Ja, sicher … Wir bekommen jetzt VRSG hoch zwei. Die Kantone und Gemeinden sind Aktionäre bei einem IT-Dienstleister und Software-Integrator, der Produkte ohne Ausschreibungen vielfach im Ausland einkauft und so verpackt, dass niemand anders mitofferieren kann. Das Ausschreibungsgesetz wird zur Farce. Gute Integratoren wie diese Abraxas/VRSG gibt es schon genügend auf dem freien Markt. Es ist unverständlich, dass sich der Kanton und die Gemeinde St. Gallen, im eklatanten Interessenkonflikt, einen Integrator mit 800 Mitarbeitenden leisten, die jetzt schon allein nicht wirklich wirtschaftlich handeln und einen Wettbewerb nicht zulassen. Und jetzt wird das Ganze "too big to fail". Das Risiko, dass die St. Galler und Zürcher Steuerzahler in ein paar Jahren ein noch grösseres Konstrukt werden retten müssen, ist real, bleiben doch viele Protagonisten dieselben.

Glauben Sie, dass die Firmen nach dem Zusammenschluss besser dastehen werden?

Die Firmen selbst vielleicht schon, die öffentliche Hand und der Steuerzahler weniger.
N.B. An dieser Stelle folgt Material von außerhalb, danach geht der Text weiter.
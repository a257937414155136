use crate::ViewId;

/// Errors surfaced to callers of the tree and surface APIs.
///
/// Missing-ownership lookups (removing a view that is not a child, releasing
/// focus from a view that does not hold it) are not errors; those calls
/// report `false` and leave state unchanged.
#[derive(Debug, thiserror::Error, PartialEq, Eq)]
pub enum Error {
    #[error("view {0:?} does not exist")]
    UnknownView(ViewId),

    /// The view is checked out of the tree because one of its own callbacks is running.
    #[error("view {0:?} is busy handling an event")]
    ViewBusy(ViewId),

    #[error("view {id:?} is not a {expected}")]
    WrongViewType { id: ViewId, expected: &'static str },

    #[error("surface has no root view")]
    NoRoot,

    #[error("view {child:?} is not a child of {parent:?}")]
    NotAChild { parent: ViewId, child: ViewId },

    #[error("attaching {child:?} under {parent:?} would create a cycle")]
    Cycle { parent: ViewId, child: ViewId },
}

pub type Result<T> = std::result::Result<T, Error>;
Schon jetzt zahlt eine St. Galler Gemeinde, wie wir hochgerechnet haben, beim VRSG rund das Dreifache wie bei Abacus, und trotzdem hat sich das VRSG immer mehr verschuldet. Also wird es in Zukunft für die Kunden noch teurer. Die neue Strategie, dass man alles bei "einem" kaufen soll, wird dieser Firma erlauben, die Preise zu Ungunsten der Aktionäre – also der Gemeinden – noch weiter zu erhöhen. Mit der konstruierten Schnittstellenproblematik, die man scheinbar nur im Kanton St. Gallen zu haben scheint, wird verhindert, dass bei Produkten oder Leistungen jemand anders zum Zuge kommt oder überhaupt angefragt wird. Die Aktionäre sind ihrer eigenen Firma völlig ausgeliefert, und man kann auf Kosten der Steuerzahler weiterhin Misswirtschaft betreiben. Es entsteht ein Staatsmonopol.

Welche Auswirkungen wird die Fusion Ihrer Einschätzung nach für die Softwarebranche in der Schweiz haben?

Wenn die Ausschreibungsregeln eingehalten würden, wenig. Aber das wird sicher noch weniger der Fall sein als in der Vergangenheit. "Alles aus einer Hand" bedeutet nun sicher vermehrt freihändige Vergaben, oder dass so ausgeschrieben wird, dass nur noch "EINE Hand" infrage kommt. Die abnorme Monopolsituation in St. Gallen wird nicht nur zementiert, sondern ausgebaut. Somit haben wir jetzt in St. Gallen die absurde Situation, dass sich die öffentliche Hand eine 800-Mann-Firma leisten will, die verschiedene Softwareprodukte, die das VRSG bisher wahrscheinlich weiterhin ohne Ausschreibung im Ausland einkauft, und die verschiedenen Softwarefirmen, die hier im Kanton produzieren, bewusst ausschaltet. IT rockt (Slogan einer Kommunikationskampagne des ICT-Clusters der "St.GallenBodenseeArea", Anm. d. Red.) sollte vielleicht neu "IT bockt" heissen. Keinen Bauer im Kanton St. Gallen behandelt man so schlecht wie uns. Denn niemand würde sich trauen, einem Bauern zu verbieten, die Milch im eigenen Kanton zu verkaufen und dies mit der Ausrede, es müsse alles aus einer Hand kommen ... und man wolle keine Schnittstellen.

Welche Auswirkungen wird die Fusion für die hängigen Gerichtsprozesse von Abacus haben?

Der Prozess ist davon nicht betroffen. Abacus will mit der Klage erreichen, als Marktführer in der Schweiz wenigstens bei sich zu Hause im Kanton mitspielen zu dürfen. Aber wir sind zu gut und zu günstig. Somit will man keinen fairen Wettbewerb. Nach fast 2 Millionen Franken Prozesskosten nur um zu erreichen, dass wir überhaupt im eigenen Kanton offerieren können, enden wir mit einem noch grösseren Monopolisten der sich wie die VRSG wahrscheinlich genauso wenig an Regeln halten wird, weil sie im offenen Wettbewerb zu teuer sind, wenn nicht von der öffentlichen Hand subventioniert. Seit der Gründung der Abacus waren wir stolz eine St. Galler Firma zu sein. Das fällt mir im Moment äusserst schwer.